L'ART. 28 ST. LAV. HA LO SCOPO DI ASSICURARE UNA MAGGIORE FORZA ALLA COLLETTIVITÀ DEI LAVORATORI - Con la repressione del comportamento antisindacale

La condotta antisindacale si identifica, in base all'art. 28 St. Lav., con i comportamenti del datore di lavoro (o di soggetti che secondo l'organizzazione dell'impresa spiegano attività ad esso imputabili, esercitando una parte, più o meno estesa, dei poteri datoriali), volti ad impedire o a limitare l'esercizio della attività sindacale nonché del diritto di sciopero.

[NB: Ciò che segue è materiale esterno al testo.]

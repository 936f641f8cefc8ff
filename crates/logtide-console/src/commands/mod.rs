// ---------------------------------------------------------------------------
// Command
// ---------------------------------------------------------------------------

use crate::controller::LogsController;
use logtide_core::LogLevel;
use std::io::Write;
use std::path::PathBuf;

pub const HELP: &str = "\
commands:
  source <name>           select a log source
  filter [text]           set the filter (empty clears it)
  refresh                 reload the selected source
  clear                   drop the selected source's entries
  autoscroll              toggle live re-rendering
  export <path>           write the selected source to a file
  group <id> [origin]     show a remote log group
  log <level> <message>   add an application log entry
  sources                 list sources
  help                    show this help
  quit                    exit";

/// A parsed, validated console command.
#[derive(Debug, Clone, PartialEq, Eq)]
pub enum Command {
    Source(String),
    Filter(String),
    Refresh,
    Clear,
    AutoScroll,
    Export(PathBuf),
    Group { group: String, origin: String },
    Log { level: LogLevel, message: String },
    Sources,
    Help,
    Quit,
}

/// What the console loop does after a command.
#[derive(Debug, Clone, Copy, PartialEq, Eq)]
pub enum Flow {
    Continue,
    Quit,
}

impl Command {
    /// Parse one input line.
    ///
    /// Returns `Err(message)` on failure. An empty line returns `Err("")` as
    /// a sentinel meaning "nothing to do".
    pub fn parse(input: &str) -> Result<Command, String> {
        let input = input.trim();
        if input.is_empty() {
            return Err(String::new());
        }

        let (word, rest) = input
            .split_once(char::is_whitespace)
            .map(|(w, r)| (w, r.trim()))
            .unwrap_or((input, ""));

        match word {
            "q" | "quit" | "exit" => Ok(Command::Quit),
            "help" | "?" => Ok(Command::Help),
            "sources" | "ls" => Ok(Command::Sources),
            "refresh" | "r" => Ok(Command::Refresh),
            "clear" => Ok(Command::Clear),
            "autoscroll" | "follow" => Ok(Command::AutoScroll),
            "filter" | "/" => Ok(Command::Filter(rest.to_string())),
            "source" => {
                if rest.is_empty() {
                    Err("usage: source <name>".to_string())
                } else {
                    Ok(Command::Source(rest.to_string()))
                }
            }
            "export" => {
                if rest.is_empty() {
                    Err("usage: export <path>".to_string())
                } else {
                    Ok(Command::Export(PathBuf::from(rest)))
                }
            }
            "group" => match rest.split_once(char::is_whitespace) {
                _ if rest.is_empty() => Err("usage: group <id> [origin]".to_string()),
                Some((group, origin)) => Ok(Command::Group {
                    group: group.to_string(),
                    origin: origin.trim().to_string(),
                }),
                None => Ok(Command::Group {
                    group: rest.to_string(),
                    origin: "console".to_string(),
                }),
            },
            "log" => {
                let (level, message) = rest
                    .split_once(char::is_whitespace)
                    .ok_or_else(|| "usage: log <level> <message>".to_string())?;
                let level = LogLevel::parse(level).ok_or_else(|| format!("unknown level: {level}"))?;
                Ok(Command::Log {
                    level,
                    message: message.trim().to_string(),
                })
            }
            other => Err(format!("unknown command: {other}")),
        }
    }
}

/// Execute a parsed [`Command`] against the controller.
///
/// Failures that the controller already reports on the status line are not
/// returned; only output errors are.
pub async fn execute_command<W: Write>(
    controller: &mut LogsController,
    cmd: Command,
    out: &mut W,
) -> std::io::Result<Flow> {
    match cmd {
        Command::Quit => return Ok(Flow::Quit),
        Command::Help => writeln!(out, "{HELP}")?,
        Command::Sources => {
            let selected = controller.selected().map(|s| s.name());
            for source in controller.sources() {
                let marker = if Some(source.name()) == selected { '*' } else { ' ' };
                writeln!(out, "{marker} {:<8} {}", source.name(), source.describe())?;
            }
        }
        Command::Source(name) => {
            if let Err(err) = controller.select_source(&name).await {
                tracing::warn!(source = %name, error = %err, "source selection failed");
            }
        }
        Command::Filter(text) => controller.set_filter(&text),
        Command::Refresh => {
            if let Err(err) = controller.refresh().await {
                tracing::warn!(error = %err, "refresh failed");
            }
        }
        Command::Clear => controller.clear(),
        Command::AutoScroll => {
            controller.toggle_auto_scroll();
        }
        Command::Export(path) => {
            if let Err(err) = controller.export_to_file(&path) {
                tracing::warn!(error = %err, "export failed");
            }
        }
        Command::Group { group, origin } => {
            if let Err(err) = controller.show_remote_group(&group, &origin).await {
                tracing::warn!(group = %group, error = %err, "cannot show remote group");
            }
        }
        Command::Log { level, message } => {
            controller.add_application_log(level, &message, []);
        }
    }
    Ok(Flow::Continue)
}
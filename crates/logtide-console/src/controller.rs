//! Logs controller — the command surface a presenter drives.
//!
//! The controller owns the presenter-side state (selected source, filter
//! text, auto-scroll, active remote group) and turns commands into pipeline
//! and tail-scheduler calls. Presenters render [`LogsController::view`] and
//! [`LogsController::status`] whenever the receiver from
//! [`LogsController::subscribe`] changes.

use logtide_core::export;
use logtide_core::registry::{LogSource, Resolution, SourceRegistry, APP_SOURCE, REMOTE_SOURCE};
use logtide_core::search::Query;
use logtide_core::view::LogView;
use logtide_core::{ConfigurationError, ExportError, LogEntry, LogLevel, LogPipeline, Status, StatusTone};
use logtide_feeds::{local, RemoteLogFetcher, TailScheduler, TailSettings, TailState};
use serde_json::Value;
use std::path::Path;
use std::sync::Arc;
use tokio::sync::watch;
use tracing::{debug, info};

pub struct LogsController {
    pipeline: Arc<LogPipeline>,
    registry: SourceRegistry,
    settings: TailSettings,
    scheduler: Option<TailScheduler>,
    selected: Option<&'static str>,
    filter: String,
    auto_scroll: bool,
    group: Option<String>,
}

impl LogsController {
    pub fn new(pipeline: Arc<LogPipeline>, settings: TailSettings) -> Self {
        let registry = SourceRegistry::default();
        let selected = registry.first_enabled().map(|s| s.name());
        Self {
            pipeline,
            registry,
            settings,
            scheduler: None,
            selected,
            filter: String::new(),
            auto_scroll: true,
            group: None,
        }
    }

    /// Seed the application source with its startup entries.
    pub fn seed_local_source(&self) {
        local::seed(&self.pipeline, self.registry.sources().len());
    }

    pub fn pipeline(&self) -> &Arc<LogPipeline> {
        &self.pipeline
    }

    // -- remote client availability ----------------------------------------

    /// Attach or detach the remote log client. Detaching stops any tail.
    pub async fn set_remote_client(&mut self, client: Option<Arc<dyn RemoteLogFetcher>>) {
        if let Some(previous) = self.scheduler.take() {
            previous.stop_all().await;
        }
        let available = client.is_some();
        self.scheduler = client.map(|c| TailScheduler::new(c, self.pipeline.clone(), self.settings.clone()));
        if self.registry.set_remote_available(available) {
            info!(available, "remote log client availability changed");
        }
        self.pipeline.notify();
    }

    /// Activation signal: show `group` in the remote source.
    pub async fn show_remote_group(&mut self, group: &str, origin: &str) -> Result<(), ConfigurationError> {
        if self.scheduler.is_none() {
            return Err(self.misconfigured(ConfigurationError::NoRemoteClient {
                source_name: REMOTE_SOURCE.to_string(),
            }));
        }
        self.pipeline
            .set_status(StatusTone::Info, format!("{origin} - log group: {group}"));
        self.group = Some(group.to_string());
        self.selected = Some(REMOTE_SOURCE);
        self.reload_remote().await
    }

    pub fn remote_group(&self) -> Option<&str> {
        self.group.as_deref()
    }

    pub async fn tail_state(&self) -> TailState {
        match (&self.scheduler, &self.group) {
            (Some(scheduler), Some(group)) => scheduler.state(group).await,
            _ => TailState::Idle,
        }
    }

    fn misconfigured(&self, err: ConfigurationError) -> ConfigurationError {
        self.pipeline.set_status(StatusTone::Error, err.to_string());
        err
    }

    /// Stop, clear and restart the tail for the active group.
    async fn reload_remote(&mut self) -> Result<(), ConfigurationError> {
        let Some(scheduler) = &self.scheduler else {
            return Err(self.misconfigured(ConfigurationError::NoRemoteClient {
                source_name: REMOTE_SOURCE.to_string(),
            }));
        };
        let Some(group) = self.group.clone() else {
            return Err(self.misconfigured(ConfigurationError::NoActiveGroup {
                source_name: REMOTE_SOURCE.to_string(),
            }));
        };
        scheduler.stop_all().await;
        self.pipeline.clear(REMOTE_SOURCE);
        scheduler.start(&group, REMOTE_SOURCE).await;
        Ok(())
    }

    async fn stop_remote(&self) {
        if let (Some(scheduler), Some(group)) = (&self.scheduler, &self.group) {
            if scheduler.stop(group).await {
                debug!(group = %group, "remote tail stopped on deselection");
            }
        }
    }

    // -- presenter commands -------------------------------------------------

    pub fn sources(&self) -> Vec<LogSource> {
        self.registry.sources()
    }

    pub fn selected(&self) -> Option<LogSource> {
        self.selected.and_then(|name| self.registry.get(name))
    }

    /// Select a catalog source. Disabled and unknown sources are ignored.
    pub async fn select_source(&mut self, name: &str) -> Result<(), ConfigurationError> {
        match self.registry.resolve(name) {
            Resolution::Ignored => {
                debug!(source = name, "ignoring selection of unavailable source");
                Ok(())
            }
            Resolution::Local(source) => {
                if self.selected == Some(REMOTE_SOURCE) {
                    self.stop_remote().await;
                }
                self.selected = Some(source);
                self.describe_selection();
                Ok(())
            }
            Resolution::Remote(source) => {
                let running = matches!(self.tail_state().await, TailState::Loading | TailState::Tailing);
                self.selected = Some(source);
                if running {
                    self.describe_selection();
                    Ok(())
                } else {
                    self.reload_remote().await
                }
            }
        }
    }

    fn describe_selection(&self) {
        if let Some(source) = self.selected() {
            self.pipeline.set_status(StatusTone::Info, source.describe());
        }
    }

    pub fn filter(&self) -> &str {
        &self.filter
    }

    /// Replace the filter. Malformed structured queries are reported on the
    /// status line; the view then uses the plain substring filter.
    pub fn set_filter(&mut self, text: &str) {
        self.filter = text.to_string();
        debug!(filter = text, "filter changed");
        if let Err(err) = Query::parse(text) {
            self.pipeline.set_status(StatusTone::Warn, format!("Search error: {err}"));
        }
        self.pipeline.notify();
    }

    /// Re-read the selected source.
    pub async fn refresh(&mut self) -> Result<(), ConfigurationError> {
        match self.selected {
            Some(APP_SOURCE) => {
                local::refresh(&self.pipeline);
                self.pipeline.set_status(StatusTone::Ok, "Logs refreshed");
                Ok(())
            }
            Some(REMOTE_SOURCE) => self.reload_remote().await,
            _ => Ok(()),
        }
    }

    /// Drop every buffered entry of the selected source.
    pub fn clear(&mut self) {
        if let Some(source) = self.selected {
            self.pipeline.clear(source);
            self.pipeline.set_status(StatusTone::Info, "Logs cleared");
        }
    }

    pub fn auto_scroll(&self) -> bool {
        self.auto_scroll
    }

    pub fn toggle_auto_scroll(&mut self) -> bool {
        self.auto_scroll = !self.auto_scroll;
        let state = if self.auto_scroll { "ON" } else { "OFF" };
        self.pipeline.set_status(StatusTone::Info, format!("Auto-scroll: {state}"));
        self.auto_scroll
    }

    /// Write the selected source, in insertion order, to `path`.
    pub fn export_to_file(&self, path: &Path) -> Result<usize, ExportError> {
        let source = self.selected.ok_or(ExportError::NoSource)?;
        let entries = self.pipeline.store().get_all(source);
        match export::export_to_file(path, &entries) {
            Ok(lines) => {
                self.pipeline.set_status(
                    StatusTone::Ok,
                    format!("Exported {lines} entries to {}", path.display()),
                );
                Ok(lines)
            }
            Err(err) => {
                self.pipeline.set_status(StatusTone::Error, format!("Export failed: {err}"));
                Err(err)
            }
        }
    }

    pub fn add_application_log<I>(&self, level: LogLevel, message: &str, fields: I) -> Arc<LogEntry>
    where
        I: IntoIterator<Item = (String, Value)>,
    {
        local::add_application_log(&self.pipeline, level, message, fields)
    }

    // -- rendering inputs ---------------------------------------------------

    pub fn subscribe(&self) -> watch::Receiver<u64> {
        self.pipeline.subscribe()
    }

    pub fn view(&self) -> LogView {
        let Some(source) = self.selected else {
            return LogView::default();
        };
        self.pipeline.view(source, &self.filter).view
    }

    /// Title with the count annotation, e.g. `Application Logs (1 of 5)`.
    pub fn title(&self, view: &LogView) -> String {
        let name = self.selected().map(|s| s.display_name()).unwrap_or("Logs");
        format!("{name} {}", view.count_annotation())
    }

    pub fn status(&self) -> Status {
        self.pipeline.status()
    }

    pub async fn shutdown(&mut self) {
        if let Some(scheduler) = &self.scheduler {
            scheduler.stop_all().await;
        }
        self.pipeline.shutdown();
        info!("controller shut down");
    }
}
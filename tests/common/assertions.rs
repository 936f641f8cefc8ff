//! Domain-specific assertion macros for logtide harnesses.
//!
//! These wrap `pretty_assertions` and add failure messages that say which
//! rows or spans were actually produced.

// ---------------------------------------------------------------------------
// View assertions
// ---------------------------------------------------------------------------

/// Assert the messages of a `LogView`, in display order.
///
/// ```rust,ignore
/// assert_messages!(view, ["first", "second"]);
/// ```
#[macro_export]
macro_rules! assert_messages {
    ($view:expr, [$($message:expr),* $(,)?]) => {{
        let view: &logtide_core::view::LogView = &$view;
        let actual: Vec<&str> = view.rows.iter().map(|row| row.entry.message.as_str()).collect();
        let expected: Vec<&str> = vec![$($message),*];
        pretty_assertions::assert_eq!(actual, expected, "view rows (in display order)");
    }};
}

/// Assert the highlight spans of one field of a view row or search result.
///
/// ```rust,ignore
/// assert_spans!(row, "message", [(20, 25)]);
/// ```
#[macro_export]
macro_rules! assert_spans {
    ($row:expr, $field:expr, [$(($start:expr, $end:expr)),* $(,)?]) => {{
        let field: &str = $field;
        let expected: Vec<logtide_core::Span> = vec![$(logtide_core::Span::new($start, $end)),*];
        match $row.highlights.get(field) {
            Some(actual) => pretty_assertions::assert_eq!(actual, &expected, "highlights of field {:?}", field),
            None => panic!(
                "assert_spans! failed: no highlights for field {:?}.\n  Highlighted fields: {:?}",
                field,
                $row.highlights.keys().collect::<Vec<_>>()
            ),
        }
    }};
}

/// Assert that `source` holds exactly `len` entries.
#[macro_export]
macro_rules! assert_store_len {
    ($pipeline:expr, $source:expr, $len:expr) => {{
        let actual = $pipeline.store().len($source);
        assert!(
            actual == $len,
            "assert_store_len! failed for source {:?}: expected {} entries, found {}",
            $source,
            $len,
            actual
        );
    }};
}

E'ormai acquisito come dato incontestabile che il termine "comportamento" - anche in ragione della funzione garantista sottesa al disposto dell'art. 28 ed ai valori costituzionali di riferimento - debba essere inteso in senso estensivo; il che porta a ritenere compresi in detto termine anche mere condotte materiali e pure comportamenti omissivi del datore di lavoro che vengano in rilievo nella loro potenzialità lesiva attraverso atti positivi, in funzione discriminatoria di altri dipendenti sindacalisti.

E' ugualmente un dato incontestato che la ratio dell'art. 28 Stat. Lav. vada individuata nella posizione di potere del datore di lavoro e nell'esigenza di riequilibrare l'istituzionale debolezza dei lavoratori (anche in ambito contrattuale) attraverso un sistema legale protettivo delle organizzazioni sindacali e della loro libertà e attività nonché del diritto di sciopero, quale strumento indispensabile per assicurare, con la repressione del comportamento antisindacale, una maggiore forza alla stessa collettività dei lavoratori, rappresentata dalle suddette organizzazioni. La logica dell'art. 28 Stat. Lav. si colloca, pertanto, nei rapporti conflittuali (o potenzialmente tali) tra datore di lavoro ed organizzazioni sindacali in ogni caso in cui tale conflittualità finisca per interferire negativamente sulle prerogative costituzionali del sindacato.

(Cassazione Sezione Lavoro n. 24581 del 26 novembre 2007, Pres. Sciarelli, Rel. Baletti).